From the first line to the last, give the data again exactly.

+++ EXCERPTED DATA

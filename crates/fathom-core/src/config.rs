//! Core configuration - hub queue, level markers and inspection hub
//!
//! ```
//! use fathom_core::CoreConfig;
//!
//! let config = CoreConfig::from_ron_str(r#"(markers: (register: "start"))"#).unwrap();
//! assert_eq!(config.markers.register, "start");
//! assert_eq!(config.markers.output, "output");
//! assert_eq!(config.hubs.len(), 3);
//! ```

use crate::error::Result;
use fathom_hub::{default_hub_definitions, HubDefinition, OutputScope};
use serde::{Deserialize, Serialize};
use std::fs;
use std::path::Path;

/// Suffixes used to name the levels the orchestrator creates
#[derive(Debug, Clone, PartialEq, Eq, Serialize, Deserialize)]
#[serde(default)]
pub struct Markers {
    /// Level registered when a simulation is created
    pub initial: String,
    /// Suffix of the level registered before an interface runs
    pub register: String,
    /// Suffix of the level holding an interface's outputs
    pub output: String,
    /// Suffix of theme levels computed on one module's outputs
    pub local: String,
    /// Suffix of theme levels computed on all data
    pub global: String,
}

impl Default for Markers {
    fn default() -> Self {
        Self {
            initial: "initial".to_string(),
            register: "register".to_string(),
            output: "output".to_string(),
            local: "local".to_string(),
            global: "global".to_string(),
        }
    }
}

/// Configuration of a [`Core`](crate::Core)
#[derive(Debug, Clone, PartialEq, Serialize, Deserialize)]
#[serde(default)]
pub struct CoreConfig {
    /// Hub creation queue given to every new simulation
    pub hubs: Vec<HubDefinition>,
    /// Level markers
    pub markers: Markers,
    /// Hub whose outputs are evaluated as of the inspected interface
    pub inspection_hub: Option<String>,
}

impl Default for CoreConfig {
    fn default() -> Self {
        Self {
            hubs: default_hub_definitions(),
            markers: Markers::default(),
            inspection_hub: Some("modules".to_string()),
        }
    }
}

impl CoreConfig {
    /// Parse a configuration from RON, missing fields take their defaults
    pub fn from_ron_str(content: &str) -> Result<Self> {
        Ok(ron::from_str(content)?)
    }

    /// Load a configuration from a RON file
    pub fn load_file(path: impl AsRef<Path>) -> Result<Self> {
        let content = fs::read_to_string(path)?;
        Self::from_ron_str(&content)
    }

    /// Name the register level of an interface level
    pub fn register_level(&self, level: &str) -> String {
        format!("{} {}", level, self.markers.register)
    }

    /// Name the output level of an interface level
    pub fn output_level(&self, level: &str) -> String {
        format!("{} {}", level, self.markers.output)
    }

    /// Marker selecting the theme levels of an output scope
    pub fn scope_marker(&self, scope: OutputScope) -> &str {
        match scope {
            OutputScope::Local => &self.markers.local,
            OutputScope::Global => &self.markers.global,
        }
    }
}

++++++

- **REPLY**
filename crates/fathom-core/src/config.rs
//! Core configuration - hub queue, level markers and inspection hub
//!
//! ```
//! use fathom_core::CoreConfig;
//!
//! let config = CoreConfig::from_ron_str(r#"(markers: (register: "start"))"#).unwrap();
//! assert_eq!(config.markers.register, "start");
//! assert_eq!(config.markers.output, "output");
//! assert_eq!(config.hubs.len(), 3);
//! ```

use crate::error::Result;
use fathom_hub::{default_hub_definitions, HubDefinition, OutputScope};
use serde::{Deserialize, Serialize};
use std::fs;
use std::path::Path;

/// Suffixes used to name the levels the orchestrator creates
#[derive(Debug, Clone, PartialEq, Eq, Serialize, Deserialize)]
#[serde(default)]
pub struct Markers {
    /// Level registered when a simulation is created
    pub initial: String,
    /// Suffix of the level registered before an interface runs
    pub register: String,
    /// Suffix of the level holding an interface's outputs
    pub output: String,
    /// Suffix of theme levels computed on one module's outputs
    pub local: String,
    /// Suffix of theme levels computed on all data
    pub global: String,
}

impl Default for Markers {
    fn default() -> Self {
        Self {
            initial: "initial".to_string(),
            register: "register".to_string(),
            output: "output".to_string(),
            local: "local".to_string(),
            global: "global".to_string(),
        }
    }
}

/// Configuration of a [`Core`](crate::Core)
#[derive(Debug, Clone, PartialEq, Serialize, Deserialize)]
#[serde(default)]
pub struct CoreConfig {
    /// Hub creation queue given to every new simulation
    pub hubs: Vec<HubDefinition>,
    /// Level markers
    pub markers: Markers,
    /// Hub whose outputs are evaluated as of the inspected interface
    pub inspection_hub: Option<String>,
}

impl Default for CoreConfig {
    fn default() -> Self {
        Self {
            hubs: default_hub_definitions(),
            markers: Markers::default(),
            inspection_hub: Some("modules".to_string()),
        }
    }
}

impl CoreConfig {
    /// Parse a configuration from RON, missing fields take their defaults
    pub fn from_ron_str(content: &str) -> Result<Self> {
        Ok(ron::from_str(content)?)
    }

    /// Load a configuration from a RON file
    pub fn load_file(path: impl AsRef<Path>) -> Result<Self> {
        let content = fs::read_to_string(path)?;
        Self::from_ron_str(&content)
    }

    /// Name the register level of an interface level
    pub fn register_level(&self, level: &str) -> String {
        format!("{} {}", level, self.markers.register)
    }

    /// Name the output level of an interface level
    pub fn output_level(&self, level: &str) -> String {
        format!("{} {}", level, self.markers.output)
    }

    /// Marker selecting the theme levels of an output scope
    pub fn scope_marker(&self, scope: OutputScope) -> &str {
        match scope {
            OutputScope::Local => &self.markers.local,
            OutputScope::Global => &self.markers.global,
        }
    }
}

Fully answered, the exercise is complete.